North Carolina has sought to expand its mobile units of mental health teams in recent years. In December, the Department of Health and Human Services gave $4.4 million to fund 15 mobile units to provide screening, assessment, treatment, primary care and recovery support services to people with substance use disorders.
Last month, DHHS and Trillium Health Resources launched seven mobile health clinics in eastern North Carolina to address mental health and substance use issues in 17 rural counties.
Investing in Behavioral Health and Resiliency is one of the top 3 priorities of our department. There is no health without behavioral health & it must remain at the front of everyone’s mind in our COVID-19 recovery. pic.twitter.com/rJAsXtMTQl
— Secretary Kody Kinsley (@KodyKinsley) February 22, 2022
“There is no health without behavioral health & it must remain at the front of everyone’s mind in our COVID-19 recovery,” state health and human services Secretary Kody Kinsley wrote on Twitter after the ribbon-cutting ceremony for the seven new mobile units.
Crisis hotlines aren’t enough
In the days following the January suicide death of Miss USA Cheslie Kryst, a North Carolina native, many people took to social media to post sentiments such as “you are not alone” and “please reach out for help.”
However, imploring people to simply reach out to a crisis line isn’t going to be enough to stop the rising number of suicide deaths in this country. Cherene Allen-Caraco, founder Promise Resource Network, a Charlotte-based mental health organization run by people with their own experiences of mental illness, took to social media to ask people to stop posting these sentiments.
“At a time when we have the highest rate of suicide attempts and completion, we also have the largest suicide awareness campaigns and trainings,” she wrote on Facebook. “Think about your darkest moments. Could you simply make a call or ask for help? For many of us, for many reasons the answer is no.”
Allen-Caraco is a suicide attempt survivor and talks openly about suicide and helping people navigate suicidal thoughts.

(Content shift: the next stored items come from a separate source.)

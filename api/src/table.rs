//! The reservation table: filter, search, sort, paginate.
//!
//! Each step is a linear pass over what the backend returned. Sorting is
//! stable, so rows that compare equal (and every row when unsorted) keep the
//! backend's order.

use std::cmp::Ordering;

use jiff::civil::Date;
use payloads::requests::{
    ReservationFilter, ReservationQuery, SortColumn, SortDirection, SortState,
};
use payloads::responses::ReservationPage;
use payloads::{PaymentStatus, Reservation};

pub fn matches_filter(
    reservation: &Reservation,
    filter: ReservationFilter,
    today: Date,
) -> bool {
    use ReservationFilter::*;
    match filter {
        All => true,
        CheckinToday => {
            reservation.checkin_date == today && !reservation.is_cancelled()
        }
        CheckoutToday => {
            reservation.checkout_date == today && !reservation.is_cancelled()
        }
        PaymentTriggered => reservation.payment_triggered,
        Unpaid => reservation.payment_status == PaymentStatus::Unpaid,
        Paid => reservation.payment_status == PaymentStatus::Paid,
        Cancelled => reservation.is_cancelled(),
        Upcoming => {
            reservation.checkin_date > today && !reservation.is_cancelled()
        }
    }
}

/// Case-insensitive substring match; `term` must already be lowercase.
pub fn matches_search(reservation: &Reservation, term: &str) -> bool {
    [
        &reservation.confirmation_number,
        &reservation.name,
        &reservation.phone,
        &reservation.email,
        &reservation.hotel_name,
    ]
    .iter()
    .any(|field| field.to_lowercase().contains(term))
}

pub fn compare(a: &Reservation, b: &Reservation, column: SortColumn) -> Ordering {
    let text = |s: &str| s.to_lowercase();
    match column {
        SortColumn::ConfirmationNumber => {
            text(&a.confirmation_number).cmp(&text(&b.confirmation_number))
        }
        SortColumn::Name => text(&a.name).cmp(&text(&b.name)),
        SortColumn::HotelName => text(&a.hotel_name).cmp(&text(&b.hotel_name)),
        SortColumn::Status => a.status.label().cmp(b.status.label()),
        SortColumn::CheckinDate => a.checkin_date.cmp(&b.checkin_date),
        SortColumn::CheckoutDate => a.checkout_date.cmp(&b.checkout_date),
        SortColumn::TotalAmount => a.total_amount.cmp(&b.total_amount),
        SortColumn::PaidAmount => a.paid_amount.cmp(&b.paid_amount),
        SortColumn::CreatedAt => a.created_at.cmp(&b.created_at),
    }
}

pub fn sort_reservations(
    reservations: &mut [Reservation],
    sort: Option<SortState>,
) {
    let Some(SortState { column, direction }) = sort else {
        return;
    };
    reservations.sort_by(|a, b| {
        let ordering = compare(a, b, column);
        match direction {
            SortDirection::Asc => ordering,
            SortDirection::Desc => ordering.reverse(),
        }
    });
}

/// Filter, hotel restriction and search; everything but paging.
pub fn select(
    reservations: Vec<Reservation>,
    query: &ReservationQuery,
    today: Date,
) -> Vec<Reservation> {
    let term = query.search_term().map(str::to_lowercase);
    reservations
        .into_iter()
        .filter(|r| matches_filter(r, query.filter, today))
        .filter(|r| query.hotel_id.as_ref().is_none_or(|id| &r.hotel_id == id))
        .filter(|r| term.as_deref().is_none_or(|t| matches_search(r, t)))
        .collect()
}

pub fn paginate(
    reservations: Vec<Reservation>,
    page: u32,
    page_size: u32,
) -> ReservationPage {
    let page_size = page_size.max(1);
    let total = reservations.len();
    let total_pages = total.div_ceil(page_size as usize) as u32;
    let skip = (page.saturating_sub(1) as usize).saturating_mul(page_size as usize);
    let items = reservations
        .into_iter()
        .skip(skip)
        .take(page_size as usize)
        .collect();
    ReservationPage {
        items,
        total,
        page,
        page_size,
        total_pages,
    }
}

/// The full table pipeline for one request.
pub fn run(
    reservations: Vec<Reservation>,
    query: &ReservationQuery,
    today: Date,
) -> ReservationPage {
    let mut rows = select(reservations, query, today);
    sort_reservations(&mut rows, query.sort_state());
    paginate(rows, query.page(), query.page_size())
}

“If we could just reach out and remember we are not alone, our rates wouldn’t be so high,” she wrote. “In addition to posting those messages, what should we do?”
Allen-Caraco went on to list 10 things people can do to help people struggling with thoughts of self-harm or suicide.
“Reach in,” she said. “Ask curious questions with no intention other than to hear and see another’s pain. Validate the person’s pain, distress, hesitations – whatever they’re expressing.”
She encouraged people to be vulnerable and share personal experiences of pain, trauma or suicidal thoughts. This is one key aspect of peer support, where people with their own history of mental health issues support others in distress or navigating difficult life circumstances.
“Arm yourself with information,” Allen-Caraco wrote. “One of my favorite trainings for non-attempt survivors is called ‘When the Conversation turns to Suicide.’”
“Check out ‘The S Word’ documentary for some insights from survivors. Don’t simply seek a clinical perspective or opinion, seek knowledge from people that experience thoughts and attempts of suicide.”
Promise Resource Network also has a warm line, a mental health line people can call that is completely staffed by peers, others with lived experience of mental health issues. The warm line is funded by Mecklenburg County, but has received nearly 30,000 calls from around the state since it launched at the beginning of the pandemic.
Allen-Caraco said no warm line callers have died by suicide or drug overdose, and her organization has not needed to call 9-1-1 or initiate an involuntary commitment in response to any of the calls. Despite this success, she said there isn’t enough funding to keep the warm line available to the entire state, and she may soon have to limit it to Mecklenburg County residents.
Peer support is supposed to be part of the 9-8-8 initiative’s continuum of mental health resources, and Allen-Caraco hopes her organization’s warm line can be part of North Carolina’s.